Output, please, exactly those lines of the listing that come before the line with "fn start_document(&mut self)", along with that line itself.

### Source data

****************************************

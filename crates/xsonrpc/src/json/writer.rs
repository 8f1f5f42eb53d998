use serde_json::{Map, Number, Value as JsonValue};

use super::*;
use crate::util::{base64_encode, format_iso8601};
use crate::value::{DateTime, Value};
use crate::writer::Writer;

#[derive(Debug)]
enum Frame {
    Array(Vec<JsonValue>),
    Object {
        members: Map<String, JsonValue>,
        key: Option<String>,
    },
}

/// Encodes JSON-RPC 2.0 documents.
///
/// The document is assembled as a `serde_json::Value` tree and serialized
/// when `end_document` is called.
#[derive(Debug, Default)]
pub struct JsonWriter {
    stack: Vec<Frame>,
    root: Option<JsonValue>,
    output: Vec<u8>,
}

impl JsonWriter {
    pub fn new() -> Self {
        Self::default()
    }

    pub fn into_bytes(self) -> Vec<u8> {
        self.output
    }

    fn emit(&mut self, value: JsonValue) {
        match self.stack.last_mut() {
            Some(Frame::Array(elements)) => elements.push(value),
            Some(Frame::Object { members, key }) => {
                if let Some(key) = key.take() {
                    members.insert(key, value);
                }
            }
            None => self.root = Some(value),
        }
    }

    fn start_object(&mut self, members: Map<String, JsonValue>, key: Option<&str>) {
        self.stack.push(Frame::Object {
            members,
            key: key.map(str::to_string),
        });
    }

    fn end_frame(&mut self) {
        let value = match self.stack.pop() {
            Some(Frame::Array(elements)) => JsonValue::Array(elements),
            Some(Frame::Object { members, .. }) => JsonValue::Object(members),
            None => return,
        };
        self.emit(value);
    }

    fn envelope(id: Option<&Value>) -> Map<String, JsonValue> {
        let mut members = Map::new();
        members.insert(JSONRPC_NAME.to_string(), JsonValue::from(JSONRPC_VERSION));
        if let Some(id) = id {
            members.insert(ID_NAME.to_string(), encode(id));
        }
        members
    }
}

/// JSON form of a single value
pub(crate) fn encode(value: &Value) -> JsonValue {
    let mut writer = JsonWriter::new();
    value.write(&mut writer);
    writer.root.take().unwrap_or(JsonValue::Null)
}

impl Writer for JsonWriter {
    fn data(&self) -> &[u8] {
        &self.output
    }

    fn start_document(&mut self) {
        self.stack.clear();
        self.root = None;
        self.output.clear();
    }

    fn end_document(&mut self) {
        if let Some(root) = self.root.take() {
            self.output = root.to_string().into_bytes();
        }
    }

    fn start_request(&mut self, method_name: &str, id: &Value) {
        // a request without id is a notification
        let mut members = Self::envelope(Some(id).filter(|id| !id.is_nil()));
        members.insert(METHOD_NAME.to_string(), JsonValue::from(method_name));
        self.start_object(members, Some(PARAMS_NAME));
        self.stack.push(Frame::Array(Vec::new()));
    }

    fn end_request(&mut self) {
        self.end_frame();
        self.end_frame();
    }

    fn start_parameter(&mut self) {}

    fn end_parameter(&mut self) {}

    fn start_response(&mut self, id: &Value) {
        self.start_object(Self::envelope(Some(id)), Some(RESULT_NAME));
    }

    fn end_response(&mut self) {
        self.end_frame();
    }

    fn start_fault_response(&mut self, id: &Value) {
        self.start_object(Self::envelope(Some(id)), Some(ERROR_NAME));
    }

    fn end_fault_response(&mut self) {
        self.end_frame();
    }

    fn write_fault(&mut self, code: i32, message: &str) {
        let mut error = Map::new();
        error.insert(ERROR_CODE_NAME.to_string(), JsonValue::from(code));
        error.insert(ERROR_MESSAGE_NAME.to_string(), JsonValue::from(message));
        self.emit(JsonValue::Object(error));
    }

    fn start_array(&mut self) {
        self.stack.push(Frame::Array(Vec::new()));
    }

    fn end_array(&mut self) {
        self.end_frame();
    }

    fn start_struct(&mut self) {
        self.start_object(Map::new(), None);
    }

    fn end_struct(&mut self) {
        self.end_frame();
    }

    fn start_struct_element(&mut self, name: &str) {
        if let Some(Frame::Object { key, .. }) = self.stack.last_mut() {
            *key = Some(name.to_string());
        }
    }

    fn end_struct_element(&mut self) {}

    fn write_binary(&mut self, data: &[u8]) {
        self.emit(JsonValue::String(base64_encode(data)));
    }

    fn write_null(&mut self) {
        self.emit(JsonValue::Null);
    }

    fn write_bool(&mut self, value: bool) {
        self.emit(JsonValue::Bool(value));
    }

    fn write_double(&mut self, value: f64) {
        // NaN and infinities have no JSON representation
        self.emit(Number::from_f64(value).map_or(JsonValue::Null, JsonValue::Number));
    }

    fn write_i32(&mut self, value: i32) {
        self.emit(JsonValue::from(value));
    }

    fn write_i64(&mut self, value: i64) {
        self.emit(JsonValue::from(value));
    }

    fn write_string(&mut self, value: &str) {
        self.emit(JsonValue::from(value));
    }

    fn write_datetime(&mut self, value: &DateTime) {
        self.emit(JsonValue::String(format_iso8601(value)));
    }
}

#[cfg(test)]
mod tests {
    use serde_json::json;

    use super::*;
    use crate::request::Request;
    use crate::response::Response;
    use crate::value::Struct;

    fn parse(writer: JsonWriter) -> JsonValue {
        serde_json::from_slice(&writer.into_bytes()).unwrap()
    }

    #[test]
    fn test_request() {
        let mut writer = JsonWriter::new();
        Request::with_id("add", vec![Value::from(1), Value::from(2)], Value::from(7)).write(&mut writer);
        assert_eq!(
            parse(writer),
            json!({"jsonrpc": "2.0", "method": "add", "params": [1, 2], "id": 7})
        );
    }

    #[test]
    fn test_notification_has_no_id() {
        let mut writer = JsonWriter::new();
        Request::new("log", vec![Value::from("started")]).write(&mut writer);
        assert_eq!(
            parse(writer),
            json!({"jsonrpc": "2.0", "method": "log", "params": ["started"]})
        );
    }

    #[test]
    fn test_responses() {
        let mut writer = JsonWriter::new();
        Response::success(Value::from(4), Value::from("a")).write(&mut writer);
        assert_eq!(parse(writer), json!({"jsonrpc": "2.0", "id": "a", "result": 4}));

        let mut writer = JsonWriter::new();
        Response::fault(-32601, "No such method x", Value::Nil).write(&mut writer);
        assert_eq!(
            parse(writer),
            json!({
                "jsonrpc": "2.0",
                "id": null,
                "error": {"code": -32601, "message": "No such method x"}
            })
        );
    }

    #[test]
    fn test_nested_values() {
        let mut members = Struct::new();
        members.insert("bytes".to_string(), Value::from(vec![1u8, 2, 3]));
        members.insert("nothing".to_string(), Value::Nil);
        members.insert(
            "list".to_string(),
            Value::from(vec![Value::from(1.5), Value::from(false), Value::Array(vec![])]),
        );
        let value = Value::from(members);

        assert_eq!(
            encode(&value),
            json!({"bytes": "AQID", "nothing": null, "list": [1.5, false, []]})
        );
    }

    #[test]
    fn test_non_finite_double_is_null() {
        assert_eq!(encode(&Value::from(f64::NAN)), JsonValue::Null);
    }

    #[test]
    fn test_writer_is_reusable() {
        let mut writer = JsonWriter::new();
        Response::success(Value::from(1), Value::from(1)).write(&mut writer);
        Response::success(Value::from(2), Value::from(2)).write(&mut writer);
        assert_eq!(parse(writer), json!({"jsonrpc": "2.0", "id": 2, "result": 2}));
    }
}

****************************************

### Your response
filename crates/xsonrpc/src/json/writer.rs
repository 8f1f5f42eb53d998
use serde_json::{Map, Number, Value as JsonValue};

use super::*;
use crate::util::{base64_encode, format_iso8601};
use crate::value::{DateTime, Value};
use crate::writer::Writer;

#[derive(Debug)]
enum Frame {
    Array(Vec<JsonValue>),
    Object {
        members: Map<String, JsonValue>,
        key: Option<String>,
    },
}

/// Encodes JSON-RPC 2.0 documents.
///
/// The document is assembled as a `serde_json::Value` tree and serialized
/// when `end_document` is called.
#[derive(Debug, Default)]
pub struct JsonWriter {
    stack: Vec<Frame>,
    root: Option<JsonValue>,
    output: Vec<u8>,
}

impl JsonWriter {
    pub fn new() -> Self {
        Self::default()
    }

    pub fn into_bytes(self) -> Vec<u8> {
        self.output
    }

    fn emit(&mut self, value: JsonValue) {
        match self.stack.last_mut() {
            Some(Frame::Array(elements)) => elements.push(value),
            Some(Frame::Object { members, key }) => {
                if let Some(key) = key.take() {
                    members.insert(key, value);
                }
            }
            None => self.root = Some(value),
        }
    }

    fn start_object(&mut self, members: Map<String, JsonValue>, key: Option<&str>) {
        self.stack.push(Frame::Object {
            members,
            key: key.map(str::to_string),
        });
    }

    fn end_frame(&mut self) {
        let value = match self.stack.pop() {
            Some(Frame::Array(elements)) => JsonValue::Array(elements),
            Some(Frame::Object { members, .. }) => JsonValue::Object(members),
            None => return,
        };
        self.emit(value);
    }

    fn envelope(id: Option<&Value>) -> Map<String, JsonValue> {
        let mut members = Map::new();
        members.insert(JSONRPC_NAME.to_string(), JsonValue::from(JSONRPC_VERSION));
        if let Some(id) = id {
            members.insert(ID_NAME.to_string(), encode(id));
        }
        members
    }
}

/// JSON form of a single value
pub(crate) fn encode(value: &Value) -> JsonValue {
    let mut writer = JsonWriter::new();
    value.write(&mut writer);
    writer.root.take().unwrap_or(JsonValue::Null)
}

impl Writer for JsonWriter {
    fn data(&self) -> &[u8] {
        &self.output
    }

    fn start_document(&mut self) {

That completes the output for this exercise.